Pour survivre, tout était dans son sac. Trois sandwiches, une bouteille d'eau, et trois dose de hopefull, un mélange récent qui permettait à l'esprit de subsister dans un état catatonique de semi-conscience sans que le corps en souffre. Ses 3 repas ne lui serviraient qu'a lui rappeler qu'il existe lors des moment où il risquerait de passer le point de non-retour.
Areuld partît donc pour son petit tour de galaxie, le coeur plein d'entrain à cette idée.
Son plaisir se transforma en torpeur hypnotique à la première injection.
Il passa des mois d'hibernation mentale, à l'abris des complexes sociaux de la vie qu'on lui proposait. Il oublia la misère, la faim, le crime et le vice. Sa pensée n'était qu'image continue et vivante. Il assista à des explosions de gazs nébulaires, à des naissances d'étoiles. Il vît des fontaines de lumières naître de trous noirs inimaginables. Il s'ennivra du spectacle qu'offrait le vain combat d'un soleil pour résister à son propre effondrement. Il vibra d'harmonie avec les fils cosmiques tissés par la lumière, qui résonnent comme une harpe céleste jusqu'aux confins de l'Univers, sans perdre une once de sa magie.

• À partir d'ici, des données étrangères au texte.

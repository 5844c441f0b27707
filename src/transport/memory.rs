//! In-memory loopback transport.
//!
//! [`pair`] returns a [`MemoryTransport`] to hand to
//! [`Connection::new`](crate::Connection::new) and the [`RemoteEnd`] that
//! plays the browser: it reads the requests the connection writes and pushes
//! replies and events back.

// ============================================================================
// Imports
// ============================================================================

use async_trait::async_trait;
use serde_json::Value;
use tokio::sync::mpsc;

use crate::error::{Error, Result};

use super::Transport;

// ============================================================================
// Constructor
// ============================================================================

/// Creates a connected transport pair.
#[must_use]
pub fn pair() -> (MemoryTransport, RemoteEnd) {
    let (outgoing_tx, outgoing_rx) = mpsc::unbounded_channel();
    let (incoming_tx, incoming_rx) = mpsc::unbounded_channel();

    let transport = MemoryTransport {
        outgoing: Some(outgoing_tx),
        incoming: incoming_rx,
    };
    let remote = RemoteEnd {
        requests: outgoing_rx,
        replies: Some(incoming_tx),
    };

    (transport, remote)
}

// ============================================================================
// MemoryTransport
// ============================================================================

/// Local half of an in-memory pair.
#[derive(Debug)]
pub struct MemoryTransport {
    outgoing: Option<mpsc::UnboundedSender<String>>,
    incoming: mpsc::UnboundedReceiver<String>,
}

#[async_trait]
impl Transport for MemoryTransport {
    async fn send_text(&mut self, text: String) -> Result<()> {
        self.outgoing
            .as_ref()
            .ok_or(Error::ConnectionClosed)?
            .send(text)
            .map_err(|_| Error::ConnectionClosed)
    }

    async fn recv_text(&mut self) -> Option<Result<String>> {
        self.incoming.recv().await.map(Ok)
    }

    async fn close(&mut self) -> Result<()> {
        self.outgoing = None;
        self.incoming.close();
        Ok(())
    }
}

// ============================================================================
// RemoteEnd
// ============================================================================

/// Browser half of an in-memory pair.
#[derive(Debug)]
pub struct RemoteEnd {
    requests: mpsc::UnboundedReceiver<String>,
    replies: Option<mpsc::UnboundedSender<String>>,
}

impl RemoteEnd {
    /// Waits for the next request written by the connection.
    ///
    /// Returns `None` once the local half is closed.
    pub async fn next_request(&mut self) -> Option<Value> {
        let text = self.requests.recv().await?;
        serde_json::from_str(&text).ok()
    }

    /// Pushes a message to the connection.
    ///
    /// Returns `false` if the local half is gone.
    pub fn push(&self, message: Value) -> bool {
        self.push_text(message.to_string())
    }

    /// Pushes a raw text frame to the connection.
    pub fn push_text(&self, text: impl Into<String>) -> bool {
        self.replies
            .as_ref()
            .is_some_and(|tx| tx.send(text.into()).is_ok())
    }

    /// Ends the stream as if the browser went away.
    pub fn hang_up(&mut self) {
        self.replies = None;
    }
}
//! WebSocket transport over `tokio-tungstenite`.

// ============================================================================
// Imports
// ============================================================================

use async_trait::async_trait;
use futures_util::{SinkExt, StreamExt};
use tokio::net::TcpStream;
use tokio_tungstenite::tungstenite::{Error as WsError, Message};
use tokio_tungstenite::{MaybeTlsStream, WebSocketStream, connect_async};
use tracing::{debug, trace};
use url::Url;

use crate::error::{Error, Result};

use super::Transport;

// ============================================================================
// Types
// ============================================================================

type WsStream = WebSocketStream<MaybeTlsStream<TcpStream>>;

// ============================================================================
// WebSocketTransport
// ============================================================================

/// A client WebSocket to a browser debugging endpoint.
pub struct WebSocketTransport {
    stream: WsStream,
}

impl WebSocketTransport {
    /// Opens a WebSocket to `endpoint`.
    ///
    /// # Errors
    ///
    /// - [`Error::Connection`] if the URL is not `ws://` or `wss://`
    /// - [`Error::WebSocket`] if the handshake fails
    pub async fn connect(endpoint: &str) -> Result<Self> {
        let url = Url::parse(endpoint)
            .map_err(|e| Error::connection(format!("invalid endpoint {endpoint}: {e}")))?;

        if !matches!(url.scheme(), "ws" | "wss") {
            return Err(Error::connection(format!(
                "endpoint {endpoint} is not a WebSocket URL"
            )));
        }

        let (stream, _) = connect_async(url.as_str()).await?;
        debug!(endpoint, "WebSocket connected");

        Ok(Self { stream })
    }
}

#[async_trait]
impl Transport for WebSocketTransport {
    async fn send_text(&mut self, text: String) -> Result<()> {
        self.stream.send(Message::Text(text.into())).await?;
        Ok(())
    }

    async fn recv_text(&mut self) -> Option<Result<String>> {
        loop {
            match self.stream.next().await? {
                Ok(Message::Text(text)) => return Some(Ok(text.as_str().to_owned())),

                Ok(Message::Close(frame)) => {
                    debug!(?frame, "WebSocket closed by remote");
                    return None;
                }

                Err(WsError::ConnectionClosed | WsError::AlreadyClosed) => return None,

                Err(e) => return Some(Err(Error::WebSocket(e))),

                // Binary, Ping, Pong and raw frames carry no protocol messages
                Ok(other) => trace!(kind = ?other, "Ignoring non-text frame"),
            }
        }
    }

    async fn close(&mut self) -> Result<()> {
        match self.stream.close(None).await {
            Ok(()) | Err(WsError::ConnectionClosed | WsError::AlreadyClosed) => Ok(()),
            Err(e) => Err(Error::WebSocket(e)),
        }
    }
}

// ============================================================================
// Tests
// ============================================================================
//! Typed commands used by the client core.
//!
//! Per-domain command stubs are generated elsewhere and go through
//! [`ProtocolClient::send`](crate::ProtocolClient::send) with raw params. The
//! few commands the connection, session and launcher issue themselves are
//! typed here.
//!
//! # Command Domains
//!
//! | Domain | Commands |
//! |--------|----------|
//! | `Target` | attach, detach, list targets |
//! | `Browser` | close, version |

// ============================================================================
// Imports
// ============================================================================

use serde::{Deserialize, Serialize};
use serde_json::{Map, Value};

use crate::error::{Error, Result};
use crate::identifiers::{SessionId, TargetId};

// ============================================================================
// Command Wrapper
// ============================================================================

/// All typed commands organized by domain.
///
/// This enum wraps domain-specific command enums for unified serialization.
#[derive(Debug, Clone, Serialize)]
#[serde(untagged)]
pub enum Command {
    /// Target domain commands.
    Target(TargetCommand),
    /// Browser domain commands.
    Browser(BrowserCommand),
}

impl Command {
    /// Splits the command into its method name and params object.
    ///
    /// Commands without params produce an empty object.
    ///
    /// # Errors
    ///
    /// Returns [`Error::InvalidMessage`] if the command does not serialize to
    /// a `{method, params}` object.
    pub fn into_parts(self) -> Result<(String, Value)> {
        let mut object = match serde_json::to_value(&self)? {
            Value::Object(object) => object,
            other => {
                return Err(Error::invalid_message(format!(
                    "command serialized to {other}"
                )));
            }
        };

        let method = match object.remove("method") {
            Some(Value::String(method)) => method,
            _ => return Err(Error::invalid_message("command without method")),
        };
        let params = object
            .remove("params")
            .unwrap_or_else(|| Value::Object(Map::new()));

        Ok((method, params))
    }
}

impl From<TargetCommand> for Command {
    #[inline]
    fn from(command: TargetCommand) -> Self {
        Self::Target(command)
    }
}

impl From<BrowserCommand> for Command {
    #[inline]
    fn from(command: BrowserCommand) -> Self {
        Self::Browser(command)
    }
}

// ============================================================================
// Target Commands
// ============================================================================

/// Target domain commands for session management.
#[derive(Debug, Clone, Serialize)]
#[serde(tag = "method", content = "params")]
pub enum TargetCommand {
    /// Attach a flat session to a target.
    #[serde(rename = "Target.attachToTarget", rename_all = "camelCase")]
    AttachToTarget {
        /// Target to attach to.
        target_id: TargetId,
        /// Always `true`: sessions share the connection.
        flatten: bool,
    },

    /// Detach a flat session.
    #[serde(rename = "Target.detachFromTarget", rename_all = "camelCase")]
    DetachFromTarget {
        /// Session to detach.
        session_id: SessionId,
    },

    /// List available targets.
    #[serde(rename = "Target.getTargets")]
    GetTargets,
}

impl TargetCommand {
    /// Creates a flat attach command.
    #[inline]
    #[must_use]
    pub fn attach(target_id: TargetId) -> Self {
        Self::AttachToTarget {
            target_id,
            flatten: true,
        }
    }
}

// ============================================================================
// Browser Commands
// ============================================================================

/// Browser domain commands.
#[derive(Debug, Clone, Serialize)]
#[serde(tag = "method", content = "params")]
pub enum BrowserCommand {
    /// Close the browser gracefully.
    #[serde(rename = "Browser.close")]
    Close,

    /// Get version information.
    #[serde(rename = "Browser.getVersion")]
    GetVersion,
}

// ============================================================================
// Result Types
// ============================================================================

/// Result of `Target.attachToTarget`.
#[derive(Debug, Clone, Deserialize)]
#[serde(rename_all = "camelCase")]
pub struct AttachToTargetResult {
    /// The new session.
    pub session_id: SessionId,
}

/// Result of `Target.getTargets`.
#[derive(Debug, Clone, Deserialize)]
#[serde(rename_all = "camelCase")]
pub struct GetTargetsResult {
    /// Every known target.
    pub target_infos: Vec<TargetInfo>,
}

/// Description of a target as reported by the `Target` domain.
#[derive(Debug, Clone, PartialEq, Eq, Deserialize)]
#[serde(rename_all = "camelCase")]
pub struct TargetInfo {
    /// Target id.
    pub target_id: TargetId,
    /// Target type (`page`, `iframe`, `service_worker`, ...).
    #[serde(rename = "type")]
    pub target_type: String,
    /// Title.
    #[serde(default)]
    pub title: String,
    /// URL.
    #[serde(default)]
    pub url: String,
    /// Whether a client is attached.
    #[serde(default)]
    pub attached: bool,
    /// Opener target, if any.
    #[serde(default)]
    pub opener_id: Option<TargetId>,
    /// Browser context the target belongs to.
    #[serde(default)]
    pub browser_context_id: Option<String>,
}

impl TargetInfo {
    /// Returns `true` for page targets.
    #[inline]
    #[must_use]
    pub fn is_page(&self) -> bool {
        self.target_type == "page"
    }
}

/// Result of `Browser.getVersion`.
#[derive(Debug, Clone, PartialEq, Eq, Deserialize)]
#[serde(rename_all = "camelCase")]
pub struct VersionInfo {
    /// Protocol version.
    pub protocol_version: String,
    /// Product name and version.
    pub product: String,
    /// Product revision.
    #[serde(default)]
    pub revision: String,
    /// User agent.
    #[serde(default)]
    pub user_agent: String,
    /// V8 version.
    #[serde(default)]
    pub js_version: String,
}

// ============================================================================
// Tests
// ============================================================================

#[cfg(test)]
mod tests {
    use super::*;

    use serde_json::json;

    #[test]
    fn test_attach_to_target() {
        let command = Command::from(TargetCommand::attach(TargetId::from("T1")));
        let (method, params) = command.into_parts().expect("parts");

        assert_eq!(method, "Target.attachToTarget");
        assert_eq!(params, json!({"targetId": "T1", "flatten": true}));
    }

    #[test]
    fn test_detach_from_target() {
        let command = Command::from(TargetCommand::DetachFromTarget {
            session_id: SessionId::from("S1"),
        });
        let (method, params) = command.into_parts().expect("parts");

        assert_eq!(method, "Target.detachFromTarget");
        assert_eq!(params, json!({"sessionId": "S1"}));
    }

    #[test]
    fn test_unit_command_has_empty_params() {
        let (method, params) = Command::from(BrowserCommand::Close)
            .into_parts()
            .expect("parts");

        assert_eq!(method, "Browser.close");
        assert_eq!(params, json!({}));
    }

    #[test]
    fn test_target_info_parse() {
        let info: TargetInfo = serde_json::from_value(json!({
            "targetId": "T1",
            "type": "page",
            "title": "Example",
            "url": "https://example.com/",
            "attached": false,
            "browserContextId": "C1"
        }))
        .expect("parse");

        assert_eq!(info.target_type, "page");
        assert_eq!(info.browser_context_id.as_deref(), Some("C1"));
        assert!(info.opener_id.is_none());
    }
}
// ============================================================================
// Browser - Display
// ============================================================================

impl fmt::Debug for Browser {
    fn fmt(&self, f: &mut fmt::Formatter<'_>) -> fmt::Result {
        f.debug_struct("Browser")
            .field("pid", &self.pid)
            .field("phase", &self.phase())
            .field("profile_dir", &self.profile_dir)
            .field("connection", &self.connection)
            .finish()
    }
}

// ============================================================================
// Browser - Constructors
// ============================================================================

impl Browser {
    pub(crate) fn new(
        lifecycle: Arc<Lifecycle>,
        connection: Connection,
        pid: Option<u32>,
        profile_dir: Option<PathBuf>,
    ) -> Self {
        Self {
            lifecycle,
            connection,
            pid,
            profile_dir,
        }
    }
}

// ============================================================================
// Browser - Accessors
// ============================================================================

impl Browser {
    /// Returns the connection to the browser.
    #[inline]
    #[must_use]
    pub fn connection(&self) -> &Connection {
        &self.connection
    }

    /// Returns the process ID, if this handle launched the browser.
    #[inline]
    #[must_use]
    pub fn pid(&self) -> Option<u32> {
        self.pid
    }

    /// Returns the profile directory, if this handle launched the browser.
    #[inline]
    #[must_use]
    pub fn profile_dir(&self) -> Option<&Path> {
        self.profile_dir.as_deref()
    }

    /// Returns the lifecycle phase.
    #[inline]
    #[must_use]
    pub fn phase(&self) -> LaunchPhase {
        self.lifecycle.phase()
    }

    /// Returns `true` while the launched process is running.
    ///
    /// Always `false` for a browser this handle did not launch.
    pub async fn is_alive(&self) -> bool {
        self.lifecycle.is_process_alive().await
    }
}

Sa conscience lui revînt six années plus tard, cinq minutes avant son atterissage, comme prévu. Il comprit trés vite à la couleur du ciel qu'une guerre avait éclaté. Quelle ne fût pas sa surprise lorsqu'il fût accueilli par une tribu Massaï en plein coeur de Paris. Il en déduisit trés vite que les civilisations industrielles avaient été démantelées par un soulèvement du Tiers-Monde.
Par chance pour lui, et par malheur pour le reste des hommes, il fût accueilli comme un dieu venu des cieux. Areuld rapporta ainsi de son voyage la folie et la haine de conquête propre aux blancs, qu'il transmettra a son peuple encore timide et rayonnant d'espoir d'en avoir fini avec la merde humaine.